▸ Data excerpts
+--

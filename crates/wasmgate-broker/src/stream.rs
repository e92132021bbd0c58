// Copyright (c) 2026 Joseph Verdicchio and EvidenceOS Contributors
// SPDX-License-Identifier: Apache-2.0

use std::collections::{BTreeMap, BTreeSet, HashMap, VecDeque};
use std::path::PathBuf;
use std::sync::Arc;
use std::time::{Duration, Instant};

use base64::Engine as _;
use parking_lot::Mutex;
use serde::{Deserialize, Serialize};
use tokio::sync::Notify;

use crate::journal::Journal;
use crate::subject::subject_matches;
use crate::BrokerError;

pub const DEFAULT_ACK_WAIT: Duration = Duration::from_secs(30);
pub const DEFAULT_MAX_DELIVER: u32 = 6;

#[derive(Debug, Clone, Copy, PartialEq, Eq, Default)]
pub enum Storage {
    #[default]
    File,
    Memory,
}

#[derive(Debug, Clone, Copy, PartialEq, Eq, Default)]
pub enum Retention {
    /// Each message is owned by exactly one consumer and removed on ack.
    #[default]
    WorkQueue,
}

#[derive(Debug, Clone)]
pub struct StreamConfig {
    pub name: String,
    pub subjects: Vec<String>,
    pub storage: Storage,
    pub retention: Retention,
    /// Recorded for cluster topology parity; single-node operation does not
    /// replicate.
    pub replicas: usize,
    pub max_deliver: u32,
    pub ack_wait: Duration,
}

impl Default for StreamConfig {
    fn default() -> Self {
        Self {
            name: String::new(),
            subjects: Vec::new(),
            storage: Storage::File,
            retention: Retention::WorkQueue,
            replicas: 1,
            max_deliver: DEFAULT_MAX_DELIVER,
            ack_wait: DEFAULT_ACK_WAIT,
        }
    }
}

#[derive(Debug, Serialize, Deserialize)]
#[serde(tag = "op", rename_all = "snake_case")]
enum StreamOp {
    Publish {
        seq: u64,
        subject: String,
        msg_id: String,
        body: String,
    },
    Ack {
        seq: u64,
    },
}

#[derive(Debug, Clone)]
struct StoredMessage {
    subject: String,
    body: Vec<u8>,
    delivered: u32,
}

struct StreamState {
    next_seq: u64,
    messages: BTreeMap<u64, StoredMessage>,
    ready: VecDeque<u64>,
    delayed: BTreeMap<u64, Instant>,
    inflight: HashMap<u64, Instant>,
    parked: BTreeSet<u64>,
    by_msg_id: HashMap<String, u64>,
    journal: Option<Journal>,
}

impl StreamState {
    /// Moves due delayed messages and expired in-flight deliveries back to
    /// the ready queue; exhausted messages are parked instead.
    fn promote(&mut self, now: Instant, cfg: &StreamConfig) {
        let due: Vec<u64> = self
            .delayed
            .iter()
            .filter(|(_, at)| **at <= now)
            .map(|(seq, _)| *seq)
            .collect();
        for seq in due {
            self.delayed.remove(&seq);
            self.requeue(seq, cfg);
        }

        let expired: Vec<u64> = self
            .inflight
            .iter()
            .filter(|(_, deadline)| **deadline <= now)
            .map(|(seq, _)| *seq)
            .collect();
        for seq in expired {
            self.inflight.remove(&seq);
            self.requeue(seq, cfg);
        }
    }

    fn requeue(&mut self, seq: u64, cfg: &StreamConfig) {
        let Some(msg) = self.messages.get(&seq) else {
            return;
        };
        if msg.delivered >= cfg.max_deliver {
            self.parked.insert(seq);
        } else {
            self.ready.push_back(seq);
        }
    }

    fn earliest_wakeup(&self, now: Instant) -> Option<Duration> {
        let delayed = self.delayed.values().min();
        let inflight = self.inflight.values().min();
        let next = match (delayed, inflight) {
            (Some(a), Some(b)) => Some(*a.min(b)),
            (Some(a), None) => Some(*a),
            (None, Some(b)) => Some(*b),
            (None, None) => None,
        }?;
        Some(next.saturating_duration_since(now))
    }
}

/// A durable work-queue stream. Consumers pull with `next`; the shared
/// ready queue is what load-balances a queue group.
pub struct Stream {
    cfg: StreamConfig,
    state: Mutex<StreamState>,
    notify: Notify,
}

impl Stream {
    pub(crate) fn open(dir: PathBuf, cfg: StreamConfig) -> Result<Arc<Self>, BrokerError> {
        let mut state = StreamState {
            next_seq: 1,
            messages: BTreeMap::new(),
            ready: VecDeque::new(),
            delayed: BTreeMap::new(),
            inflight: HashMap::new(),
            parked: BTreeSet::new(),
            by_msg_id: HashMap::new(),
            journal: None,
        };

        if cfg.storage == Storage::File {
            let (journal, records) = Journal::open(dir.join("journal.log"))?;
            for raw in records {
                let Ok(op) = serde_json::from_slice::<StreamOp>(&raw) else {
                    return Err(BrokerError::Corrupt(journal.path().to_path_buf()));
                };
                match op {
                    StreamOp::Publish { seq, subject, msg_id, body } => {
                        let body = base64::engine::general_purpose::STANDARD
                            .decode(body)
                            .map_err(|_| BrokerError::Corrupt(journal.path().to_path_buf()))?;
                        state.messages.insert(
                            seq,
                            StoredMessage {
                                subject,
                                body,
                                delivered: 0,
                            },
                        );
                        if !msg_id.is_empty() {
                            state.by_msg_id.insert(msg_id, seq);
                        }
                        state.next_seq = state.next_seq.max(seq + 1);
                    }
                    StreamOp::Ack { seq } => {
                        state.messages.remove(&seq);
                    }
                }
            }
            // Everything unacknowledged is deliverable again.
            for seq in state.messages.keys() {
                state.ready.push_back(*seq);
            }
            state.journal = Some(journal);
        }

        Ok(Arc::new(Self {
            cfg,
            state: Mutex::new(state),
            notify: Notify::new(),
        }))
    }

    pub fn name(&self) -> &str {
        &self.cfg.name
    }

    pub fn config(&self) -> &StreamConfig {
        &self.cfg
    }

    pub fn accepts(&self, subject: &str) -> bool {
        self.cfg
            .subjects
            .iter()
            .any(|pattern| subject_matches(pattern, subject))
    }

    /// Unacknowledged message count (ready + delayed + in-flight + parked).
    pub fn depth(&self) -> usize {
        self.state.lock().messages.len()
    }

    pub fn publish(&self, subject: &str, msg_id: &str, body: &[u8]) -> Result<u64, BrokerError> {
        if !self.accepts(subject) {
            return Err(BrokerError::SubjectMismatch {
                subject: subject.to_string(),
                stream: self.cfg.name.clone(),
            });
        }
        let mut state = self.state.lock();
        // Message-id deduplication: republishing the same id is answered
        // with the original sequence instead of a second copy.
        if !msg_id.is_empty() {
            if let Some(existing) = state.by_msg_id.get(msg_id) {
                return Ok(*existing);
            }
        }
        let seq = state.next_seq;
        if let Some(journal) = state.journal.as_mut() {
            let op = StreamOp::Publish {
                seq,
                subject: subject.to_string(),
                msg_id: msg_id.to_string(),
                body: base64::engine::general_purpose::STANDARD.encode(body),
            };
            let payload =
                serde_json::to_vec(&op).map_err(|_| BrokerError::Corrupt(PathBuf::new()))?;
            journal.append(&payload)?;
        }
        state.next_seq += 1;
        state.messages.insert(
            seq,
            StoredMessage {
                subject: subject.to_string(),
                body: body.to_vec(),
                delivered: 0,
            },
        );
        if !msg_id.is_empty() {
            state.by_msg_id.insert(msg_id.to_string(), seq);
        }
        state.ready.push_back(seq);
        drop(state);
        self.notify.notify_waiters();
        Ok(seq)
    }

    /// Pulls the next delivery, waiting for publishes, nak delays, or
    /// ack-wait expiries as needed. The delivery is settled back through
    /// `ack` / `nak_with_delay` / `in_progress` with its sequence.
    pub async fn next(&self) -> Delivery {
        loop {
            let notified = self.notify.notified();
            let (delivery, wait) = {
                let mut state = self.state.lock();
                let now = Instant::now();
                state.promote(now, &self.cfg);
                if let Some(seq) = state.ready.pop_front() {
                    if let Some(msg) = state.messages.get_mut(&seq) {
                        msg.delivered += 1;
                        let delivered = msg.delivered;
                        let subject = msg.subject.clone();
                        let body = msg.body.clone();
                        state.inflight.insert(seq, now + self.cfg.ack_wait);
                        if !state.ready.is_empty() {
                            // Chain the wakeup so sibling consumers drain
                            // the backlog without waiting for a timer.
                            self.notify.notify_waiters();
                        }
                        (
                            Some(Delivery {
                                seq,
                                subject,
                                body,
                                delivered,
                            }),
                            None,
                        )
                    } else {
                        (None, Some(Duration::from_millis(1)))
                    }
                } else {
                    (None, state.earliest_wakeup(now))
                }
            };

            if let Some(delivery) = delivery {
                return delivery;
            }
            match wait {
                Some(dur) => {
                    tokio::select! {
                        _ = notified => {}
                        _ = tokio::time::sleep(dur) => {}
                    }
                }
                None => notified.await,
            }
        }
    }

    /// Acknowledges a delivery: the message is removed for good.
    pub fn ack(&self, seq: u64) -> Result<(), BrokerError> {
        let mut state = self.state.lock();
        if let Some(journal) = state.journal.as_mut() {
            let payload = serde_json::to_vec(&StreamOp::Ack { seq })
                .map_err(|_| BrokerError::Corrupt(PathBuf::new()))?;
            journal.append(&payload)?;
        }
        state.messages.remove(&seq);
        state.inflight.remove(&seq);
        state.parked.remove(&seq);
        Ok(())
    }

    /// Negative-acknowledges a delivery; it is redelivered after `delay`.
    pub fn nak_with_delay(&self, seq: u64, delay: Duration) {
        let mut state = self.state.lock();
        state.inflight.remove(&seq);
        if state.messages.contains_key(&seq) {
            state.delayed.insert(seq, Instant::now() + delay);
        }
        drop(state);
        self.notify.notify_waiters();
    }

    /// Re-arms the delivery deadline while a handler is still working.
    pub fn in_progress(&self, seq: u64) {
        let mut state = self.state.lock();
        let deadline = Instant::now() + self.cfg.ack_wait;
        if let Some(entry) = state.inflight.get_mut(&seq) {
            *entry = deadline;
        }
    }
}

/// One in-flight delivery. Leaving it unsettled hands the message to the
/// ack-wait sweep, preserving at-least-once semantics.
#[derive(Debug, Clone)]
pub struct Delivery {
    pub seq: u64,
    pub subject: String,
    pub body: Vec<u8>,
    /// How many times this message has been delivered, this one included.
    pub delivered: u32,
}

+--

Copy out each line of the data containing the string "insert".

▸ Result of this exercise
            self.parked.insert(seq);
                        state.messages.insert(
                            state.by_msg_id.insert(msg_id, seq);
        state.messages.insert(
            state.by_msg_id.insert(msg_id.to_string(), seq);
                        state.inflight.insert(seq, now + self.cfg.ack_wait);
            state.delayed.insert(seq, Instant::now() + delay);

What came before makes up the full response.